[DATA IN THIS EXERCISE Boundary: Start]

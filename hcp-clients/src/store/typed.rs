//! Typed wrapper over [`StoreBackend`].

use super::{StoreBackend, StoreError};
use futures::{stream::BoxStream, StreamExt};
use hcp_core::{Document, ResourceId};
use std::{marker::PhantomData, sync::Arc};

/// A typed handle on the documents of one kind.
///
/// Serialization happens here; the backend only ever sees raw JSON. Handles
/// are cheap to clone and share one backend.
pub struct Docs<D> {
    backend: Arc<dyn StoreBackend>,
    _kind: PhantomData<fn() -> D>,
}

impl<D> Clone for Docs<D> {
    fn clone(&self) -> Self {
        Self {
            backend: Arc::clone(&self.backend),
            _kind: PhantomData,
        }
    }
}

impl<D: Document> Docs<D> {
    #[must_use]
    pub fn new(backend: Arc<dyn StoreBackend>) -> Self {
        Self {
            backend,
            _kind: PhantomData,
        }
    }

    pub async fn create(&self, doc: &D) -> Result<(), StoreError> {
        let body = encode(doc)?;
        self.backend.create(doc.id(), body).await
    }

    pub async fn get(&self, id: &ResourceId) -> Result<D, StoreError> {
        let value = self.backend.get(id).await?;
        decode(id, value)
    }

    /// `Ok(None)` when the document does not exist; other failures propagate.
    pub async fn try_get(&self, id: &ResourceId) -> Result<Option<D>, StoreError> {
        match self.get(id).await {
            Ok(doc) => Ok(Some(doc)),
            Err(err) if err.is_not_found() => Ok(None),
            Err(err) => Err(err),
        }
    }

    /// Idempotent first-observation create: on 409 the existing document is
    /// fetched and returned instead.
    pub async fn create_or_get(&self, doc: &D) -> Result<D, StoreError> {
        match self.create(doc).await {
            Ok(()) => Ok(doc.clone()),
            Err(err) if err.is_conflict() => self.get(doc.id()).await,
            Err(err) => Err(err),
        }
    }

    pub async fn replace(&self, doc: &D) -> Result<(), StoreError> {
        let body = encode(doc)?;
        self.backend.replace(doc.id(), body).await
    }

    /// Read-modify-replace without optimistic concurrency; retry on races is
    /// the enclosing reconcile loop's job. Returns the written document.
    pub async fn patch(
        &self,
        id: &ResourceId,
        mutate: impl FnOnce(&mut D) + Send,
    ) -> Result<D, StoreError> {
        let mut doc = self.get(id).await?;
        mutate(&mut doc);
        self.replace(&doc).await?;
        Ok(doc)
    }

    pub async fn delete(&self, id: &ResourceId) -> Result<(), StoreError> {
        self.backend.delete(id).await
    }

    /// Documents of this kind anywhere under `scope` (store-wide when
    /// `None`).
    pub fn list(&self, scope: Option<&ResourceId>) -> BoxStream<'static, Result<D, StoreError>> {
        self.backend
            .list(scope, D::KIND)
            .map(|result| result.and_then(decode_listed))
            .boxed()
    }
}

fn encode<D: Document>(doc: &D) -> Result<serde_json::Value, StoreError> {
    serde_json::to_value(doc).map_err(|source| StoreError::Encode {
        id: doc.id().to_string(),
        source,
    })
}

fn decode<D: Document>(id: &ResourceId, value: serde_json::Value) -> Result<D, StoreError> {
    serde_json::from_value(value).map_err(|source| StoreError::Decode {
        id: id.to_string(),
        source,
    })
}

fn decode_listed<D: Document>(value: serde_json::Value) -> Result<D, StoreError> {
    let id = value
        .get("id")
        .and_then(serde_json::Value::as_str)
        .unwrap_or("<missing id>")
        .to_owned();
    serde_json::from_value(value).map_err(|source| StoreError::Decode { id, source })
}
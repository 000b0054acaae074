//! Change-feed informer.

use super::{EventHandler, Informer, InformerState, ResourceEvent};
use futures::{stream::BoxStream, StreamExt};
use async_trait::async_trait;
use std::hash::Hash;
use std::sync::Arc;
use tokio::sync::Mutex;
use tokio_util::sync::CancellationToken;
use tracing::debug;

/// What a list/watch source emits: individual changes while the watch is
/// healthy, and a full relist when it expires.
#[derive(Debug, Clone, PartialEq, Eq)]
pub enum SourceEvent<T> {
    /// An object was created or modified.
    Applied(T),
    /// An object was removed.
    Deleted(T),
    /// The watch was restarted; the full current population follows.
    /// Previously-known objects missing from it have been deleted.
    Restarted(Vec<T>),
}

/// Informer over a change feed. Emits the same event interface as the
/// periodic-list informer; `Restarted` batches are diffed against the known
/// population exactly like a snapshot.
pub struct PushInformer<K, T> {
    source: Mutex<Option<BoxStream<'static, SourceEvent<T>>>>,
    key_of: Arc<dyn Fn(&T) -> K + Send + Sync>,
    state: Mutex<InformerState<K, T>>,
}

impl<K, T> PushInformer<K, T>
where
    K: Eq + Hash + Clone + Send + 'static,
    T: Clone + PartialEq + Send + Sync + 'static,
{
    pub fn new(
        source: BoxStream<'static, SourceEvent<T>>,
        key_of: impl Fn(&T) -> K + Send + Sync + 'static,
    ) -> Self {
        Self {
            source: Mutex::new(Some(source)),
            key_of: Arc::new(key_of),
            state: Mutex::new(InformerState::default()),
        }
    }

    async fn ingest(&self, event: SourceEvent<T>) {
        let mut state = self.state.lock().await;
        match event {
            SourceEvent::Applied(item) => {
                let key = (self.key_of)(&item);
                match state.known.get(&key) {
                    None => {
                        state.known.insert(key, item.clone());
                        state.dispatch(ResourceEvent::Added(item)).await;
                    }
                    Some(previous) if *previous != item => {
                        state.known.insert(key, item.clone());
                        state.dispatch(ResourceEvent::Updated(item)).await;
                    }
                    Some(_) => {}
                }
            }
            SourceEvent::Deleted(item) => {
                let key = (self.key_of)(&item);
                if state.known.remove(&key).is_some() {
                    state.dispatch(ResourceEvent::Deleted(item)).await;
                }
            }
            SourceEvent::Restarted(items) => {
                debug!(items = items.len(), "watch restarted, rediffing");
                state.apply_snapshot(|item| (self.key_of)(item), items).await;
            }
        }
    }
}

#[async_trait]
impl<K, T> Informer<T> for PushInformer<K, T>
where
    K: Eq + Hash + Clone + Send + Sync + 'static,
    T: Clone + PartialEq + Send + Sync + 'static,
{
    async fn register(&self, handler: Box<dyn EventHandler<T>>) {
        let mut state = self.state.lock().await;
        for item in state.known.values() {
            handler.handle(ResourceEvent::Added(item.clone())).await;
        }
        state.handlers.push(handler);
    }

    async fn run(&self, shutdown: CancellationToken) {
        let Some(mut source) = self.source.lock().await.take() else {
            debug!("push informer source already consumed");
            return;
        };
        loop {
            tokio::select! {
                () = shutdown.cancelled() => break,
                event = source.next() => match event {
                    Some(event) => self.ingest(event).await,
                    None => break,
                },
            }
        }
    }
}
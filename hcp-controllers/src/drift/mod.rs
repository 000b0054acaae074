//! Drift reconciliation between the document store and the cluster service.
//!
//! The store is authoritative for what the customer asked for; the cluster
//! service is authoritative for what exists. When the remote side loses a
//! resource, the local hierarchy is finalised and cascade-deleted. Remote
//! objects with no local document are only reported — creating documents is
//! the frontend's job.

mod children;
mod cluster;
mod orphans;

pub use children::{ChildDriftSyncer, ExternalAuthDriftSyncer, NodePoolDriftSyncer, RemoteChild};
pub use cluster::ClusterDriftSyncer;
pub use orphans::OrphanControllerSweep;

[DATA IN THIS EXERCISE Boundary: End]

### TASK TO COMPLETE
Would you please write the entries out again in full, exactly as given?

### SOLUTION TO THIS TASK
filename hcp-clients/src/store/typed.rs
//! Typed wrapper over [`StoreBackend`].

use super::{StoreBackend, StoreError};
use futures::{stream::BoxStream, StreamExt};
use hcp_core::{Document, ResourceId};
use std::{marker::PhantomData, sync::Arc};

/// A typed handle on the documents of one kind.
///
/// Serialization happens here; the backend only ever sees raw JSON. Handles
/// are cheap to clone and share one backend.
pub struct Docs<D> {
    backend: Arc<dyn StoreBackend>,
    _kind: PhantomData<fn() -> D>,
}

impl<D> Clone for Docs<D> {
    fn clone(&self) -> Self {
        Self {
            backend: Arc::clone(&self.backend),
            _kind: PhantomData,
        }
    }
}

impl<D: Document> Docs<D> {
    #[must_use]
    pub fn new(backend: Arc<dyn StoreBackend>) -> Self {
        Self {
            backend,
            _kind: PhantomData,
        }
    }

    pub async fn create(&self, doc: &D) -> Result<(), StoreError> {
        let body = encode(doc)?;
        self.backend.create(doc.id(), body).await
    }

    pub async fn get(&self, id: &ResourceId) -> Result<D, StoreError> {
        let value = self.backend.get(id).await?;
        decode(id, value)
    }

    /// `Ok(None)` when the document does not exist; other failures propagate.
    pub async fn try_get(&self, id: &ResourceId) -> Result<Option<D>, StoreError> {
        match self.get(id).await {
            Ok(doc) => Ok(Some(doc)),
            Err(err) if err.is_not_found() => Ok(None),
            Err(err) => Err(err),
        }
    }

    /// Idempotent first-observation create: on 409 the existing document is
    /// fetched and returned instead.
    pub async fn create_or_get(&self, doc: &D) -> Result<D, StoreError> {
        match self.create(doc).await {
            Ok(()) => Ok(doc.clone()),
            Err(err) if err.is_conflict() => self.get(doc.id()).await,
            Err(err) => Err(err),
        }
    }

    pub async fn replace(&self, doc: &D) -> Result<(), StoreError> {
        let body = encode(doc)?;
        self.backend.replace(doc.id(), body).await
    }

    /// Read-modify-replace without optimistic concurrency; retry on races is
    /// the enclosing reconcile loop's job. Returns the written document.
    pub async fn patch(
        &self,
        id: &ResourceId,
        mutate: impl FnOnce(&mut D) + Send,
    ) -> Result<D, StoreError> {
        let mut doc = self.get(id).await?;
        mutate(&mut doc);
        self.replace(&doc).await?;
        Ok(doc)
    }

    pub async fn delete(&self, id: &ResourceId) -> Result<(), StoreError> {
        self.backend.delete(id).await
    }

    /// Documents of this kind anywhere under `scope` (store-wide when
    /// `None`).
    pub fn list(&self, scope: Option<&ResourceId>) -> BoxStream<'static, Result<D, StoreError>> {
        self.backend
            .list(scope, D::KIND)
            .map(|result| result.and_then(decode_listed))
            .boxed()
    }
}

fn encode<D: Document>(doc: &D) -> Result<serde_json::Value, StoreError> {
    serde_json::to_value(doc).map_err(|source| StoreError::Encode {
        id: doc.id().to_string(),
        source,
    })
}

fn decode<D: Document>(id: &ResourceId, value: serde_json::Value) -> Result<D, StoreError> {
    serde_json::from_value(value).map_err(|source| StoreError::Decode {
        id: id.to_string(),
        source,
    })
}

fn decode_listed<D: Document>(value: serde_json::Value) -> Result<D, StoreError> {
    let id = value
        .get("id")
        .and_then(serde_json::Value::as_str)
        .unwrap_or("<missing id>")
        .to_owned();
    serde_json::from_value(value).map_err(|source| StoreError::Decode { id, source })
}
repository 000b0054acaae074
//! Change-feed informer.

use super::{EventHandler, Informer, InformerState, ResourceEvent};
use futures::{stream::BoxStream, StreamExt};
use async_trait::async_trait;
use std::hash::Hash;
use std::sync::Arc;
use tokio::sync::Mutex;
use tokio_util::sync::CancellationToken;
use tracing::debug;

/// What a list/watch source emits: individual changes while the watch is
/// healthy, and a full relist when it expires.
#[derive(Debug, Clone, PartialEq, Eq)]
pub enum SourceEvent<T> {
    /// An object was created or modified.
    Applied(T),
    /// An object was removed.
    Deleted(T),
    /// The watch was restarted; the full current population follows.
    /// Previously-known objects missing from it have been deleted.
    Restarted(Vec<T>),
}

/// Informer over a change feed. Emits the same event interface as the
/// periodic-list informer; `Restarted` batches are diffed against the known
/// population exactly like a snapshot.
pub struct PushInformer<K, T> {
    source: Mutex<Option<BoxStream<'static, SourceEvent<T>>>>,
    key_of: Arc<dyn Fn(&T) -> K + Send + Sync>,
    state: Mutex<InformerState<K, T>>,
}

impl<K, T> PushInformer<K, T>
where
    K: Eq + Hash + Clone + Send + 'static,
    T: Clone + PartialEq + Send + Sync + 'static,
{
    pub fn new(
        source: BoxStream<'static, SourceEvent<T>>,
        key_of: impl Fn(&T) -> K + Send + Sync + 'static,
    ) -> Self {
        Self {
            source: Mutex::new(Some(source)),
            key_of: Arc::new(key_of),
            state: Mutex::new(InformerState::default()),
        }
    }

    async fn ingest(&self, event: SourceEvent<T>) {
        let mut state = self.state.lock().await;
        match event {
            SourceEvent::Applied(item) => {
                let key = (self.key_of)(&item);
                match state.known.get(&key) {
                    None => {
                        state.known.insert(key, item.clone());
                        state.dispatch(ResourceEvent::Added(item)).await;
                    }
                    Some(previous) if *previous != item => {
                        state.known.insert(key, item.clone());
                        state.dispatch(ResourceEvent::Updated(item)).await;
                    }
                    Some(_) => {}
                }
            }
            SourceEvent::Deleted(item) => {
                let key = (self.key_of)(&item);
                if state.known.remove(&key).is_some() {
                    state.dispatch(ResourceEvent::Deleted(item)).await;
                }
            }
            SourceEvent::Restarted(items) => {
                debug!(items = items.len(), "watch restarted, rediffing");
                state.apply_snapshot(|item| (self.key_of)(item), items).await;
            }
        }
    }
}

#[async_trait]
impl<K, T> Informer<T> for PushInformer<K, T>
where
    K: Eq + Hash + Clone + Send + Sync + 'static,
    T: Clone + PartialEq + Send + Sync + 'static,
{
    async fn register(&self, handler: Box<dyn EventHandler<T>>) {
        let mut state = self.state.lock().await;
        for item in state.known.values() {
            handler.handle(ResourceEvent::Added(item.clone())).await;
        }
        state.handlers.push(handler);
    }

    async fn run(&self, shutdown: CancellationToken) {
        let Some(mut source) = self.source.lock().await.take() else {
            debug!("push informer source already consumed");
            return;
        };
        loop {
            tokio::select! {
                () = shutdown.cancelled() => break,
                event = source.next() => match event {
                    Some(event) => self.ingest(event).await,
                    None => break,
                },
            }
        }
    }
}
filename hcp-controllers/src/drift/mod.rs
repository 000b0054acaae074
//! Drift reconciliation between the document store and the cluster service.
//!
//! The store is authoritative for what the customer asked for; the cluster
//! service is authoritative for what exists. When the remote side loses a
//! resource, the local hierarchy is finalised and cascade-deleted. Remote
//! objects with no local document are only reported — creating documents is
//! the frontend's job.

mod children;
mod cluster;
mod orphans;

pub use children::{ChildDriftSyncer, ExternalAuthDriftSyncer, NodePoolDriftSyncer, RemoteChild};
pub use cluster::ClusterDriftSyncer;
pub use orphans::OrphanControllerSweep;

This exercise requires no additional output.